_YOUR ASSIGNMENT_:
The answer must restate the records below word for word.

[GIVEN DATA]

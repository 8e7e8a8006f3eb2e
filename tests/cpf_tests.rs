#![cfg(feature = "cpf")]

use brdoc::DocumentError;
use brdoc::DocumentKind;
use brdoc::cpf::*;

// ---------------------------------------------------------------------------
// Validation
// ---------------------------------------------------------------------------

#[test]
fn known_valid_sample() {
    assert!(validate_cpf("11144477735"));
}

#[test]
fn masked_input_accepted() {
    assert!(validate_cpf("111.444.777-35"));
    assert!(validate_cpf(" 111 444 777 35 "));
}

#[test]
fn other_valid_numbers() {
    assert!(validate_cpf("52998224725"));
    assert!(validate_cpf("12345678909"));
}

#[test]
fn wrong_check_digit_rejected() {
    assert!(!validate_cpf("11144477734"));
    assert!(!validate_cpf("11144477725"));
}

#[test]
fn repeated_digit_rejected() {
    assert!(!validate_cpf("11111111111"));
    assert_eq!(
        check_cpf("111.111.111-11"),
        Err(DocumentError::RepeatedDigits)
    );
}

#[test]
fn empty_rejected() {
    assert!(!validate_cpf(""));
    assert_eq!(check_cpf("   "), Err(DocumentError::EmptyInput));
}

#[test]
fn too_long_rejected() {
    assert!(!validate_cpf("111444777350"));
    assert_eq!(
        check_cpf("111444777350"),
        Err(DocumentError::TooLong { max: 11, found: 12 })
    );
}

#[test]
fn short_input_is_zero_padded() {
    // "123" -> "00000000123": wrong check digits, but still validated
    assert_eq!(
        check_cpf("123"),
        Err(DocumentError::CheckDigitMismatch {
            position: 9,
            expected: 9,
            found: 2
        })
    );
    // "191" -> "00000000191" carries valid check digits
    assert!(validate_cpf("191"));
}

// ---------------------------------------------------------------------------
// Formatting
// ---------------------------------------------------------------------------

#[test]
fn format_sample() {
    assert_eq!(format_cpf("11144477735").unwrap(), "111.444.777-35");
}

#[test]
fn format_reformats_masked_input() {
    assert_eq!(format_cpf("111-444-777.35").unwrap(), "111.444.777-35");
}

#[test]
fn format_does_not_check_digits() {
    assert_eq!(format_cpf("11111111111").unwrap(), "111.111.111-11");
}

#[test]
fn format_pads_short_input() {
    assert_eq!(format_cpf("123").unwrap(), "000.000.001-23");
}

#[test]
fn format_empty_fails() {
    assert_eq!(format_cpf(""), Err(DocumentError::EmptyInput));
}

#[test]
fn format_too_long_fails() {
    assert!(matches!(
        format_cpf("1234567890123"),
        Err(DocumentError::TooLong { max: 11, found: 13 })
    ));
}

// ---------------------------------------------------------------------------
// Typed number
// ---------------------------------------------------------------------------

#[test]
fn parse_into_typed_number() {
    let cpf: Cpf = "111.444.777-35".parse().unwrap();
    assert_eq!(cpf.as_digits(), "11144477735");
    assert_eq!(cpf.formatted(), "111.444.777-35");
    assert_eq!(cpf.to_string(), "111.444.777-35");
    assert_eq!(Cpf::KIND, DocumentKind::Cpf);
}

#[test]
fn typed_number_equality_ignores_mask() {
    let a = Cpf::parse("11144477735").unwrap();
    let b = Cpf::parse("111.444.777-35").unwrap();
    assert_eq!(a, b);
}

#[test]
fn parse_invalid_fails() {
    assert!("11144477734".parse::<Cpf>().is_err());
}

#[test]
fn check_digits_complete_a_base() {
    let [d1, d2] = cpf_check_digits("529982247").unwrap();
    let full = format!("529982247{d1}{d2}");
    assert_eq!(full, "52998224725");
    assert!(validate_cpf(&full));
}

[/GIVEN DATA]

_TASK RESULT_:
repository 8e7e8a8006f3eb2e
filename tests/cpf_tests.rs
#![cfg(feature = "cpf")]

use brdoc::DocumentError;
use brdoc::DocumentKind;
use brdoc::cpf::*;

// ---------------------------------------------------------------------------
// Validation
// ---------------------------------------------------------------------------

#[test]
fn known_valid_sample() {
    assert!(validate_cpf("11144477735"));
}

#[test]
fn masked_input_accepted() {
    assert!(validate_cpf("111.444.777-35"));
    assert!(validate_cpf(" 111 444 777 35 "));
}

#[test]
fn other_valid_numbers() {
    assert!(validate_cpf("52998224725"));
    assert!(validate_cpf("12345678909"));
}

#[test]
fn wrong_check_digit_rejected() {
    assert!(!validate_cpf("11144477734"));
    assert!(!validate_cpf("11144477725"));
}

#[test]
fn repeated_digit_rejected() {
    assert!(!validate_cpf("11111111111"));
    assert_eq!(
        check_cpf("111.111.111-11"),
        Err(DocumentError::RepeatedDigits)
    );
}

#[test]
fn empty_rejected() {
    assert!(!validate_cpf(""));
    assert_eq!(check_cpf("   "), Err(DocumentError::EmptyInput));
}

#[test]
fn too_long_rejected() {
    assert!(!validate_cpf("111444777350"));
    assert_eq!(
        check_cpf("111444777350"),
        Err(DocumentError::TooLong { max: 11, found: 12 })
    );
}

#[test]
fn short_input_is_zero_padded() {
    // "123" -> "00000000123": wrong check digits, but still validated
    assert_eq!(
        check_cpf("123"),
        Err(DocumentError::CheckDigitMismatch {
            position: 9,
            expected: 9,
            found: 2
        })
    );
    // "191" -> "00000000191" carries valid check digits
    assert!(validate_cpf("191"));
}

// ---------------------------------------------------------------------------
// Formatting
// ---------------------------------------------------------------------------

#[test]
fn format_sample() {
    assert_eq!(format_cpf("11144477735").unwrap(), "111.444.777-35");
}

#[test]
fn format_reformats_masked_input() {
    assert_eq!(format_cpf("111-444-777.35").unwrap(), "111.444.777-35");
}

#[test]
fn format_does_not_check_digits() {
    assert_eq!(format_cpf("11111111111").unwrap(), "111.111.111-11");
}

#[test]
fn format_pads_short_input() {
    assert_eq!(format_cpf("123").unwrap(), "000.000.001-23");
}

#[test]
fn format_empty_fails() {
    assert_eq!(format_cpf(""), Err(DocumentError::EmptyInput));
}

#[test]
fn format_too_long_fails() {
    assert!(matches!(
        format_cpf("1234567890123"),
        Err(DocumentError::TooLong { max: 11, found: 13 })
    ));
}

// ---------------------------------------------------------------------------
// Typed number
// ---------------------------------------------------------------------------

#[test]
fn parse_into_typed_number() {
    let cpf: Cpf = "111.444.777-35".parse().unwrap();
    assert_eq!(cpf.as_digits(), "11144477735");
    assert_eq!(cpf.formatted(), "111.444.777-35");
    assert_eq!(cpf.to_string(), "111.444.777-35");
    assert_eq!(Cpf::KIND, DocumentKind::Cpf);
}

#[test]
fn typed_number_equality_ignores_mask() {
    let a = Cpf::parse("11144477735").unwrap();
    let b = Cpf::parse("111.444.777-35").unwrap();
    assert_eq!(a, b);
}

#[test]
fn parse_invalid_fails() {
    assert!("11144477734".parse::<Cpf>().is_err());
}

#[test]
fn check_digits_complete_a_base() {
    let [d1, d2] = cpf_check_digits("529982247").unwrap();
    let full = format!("529982247{d1}{d2}");
    assert_eq!(full, "52998224725");
    assert!(validate_cpf(&full));
}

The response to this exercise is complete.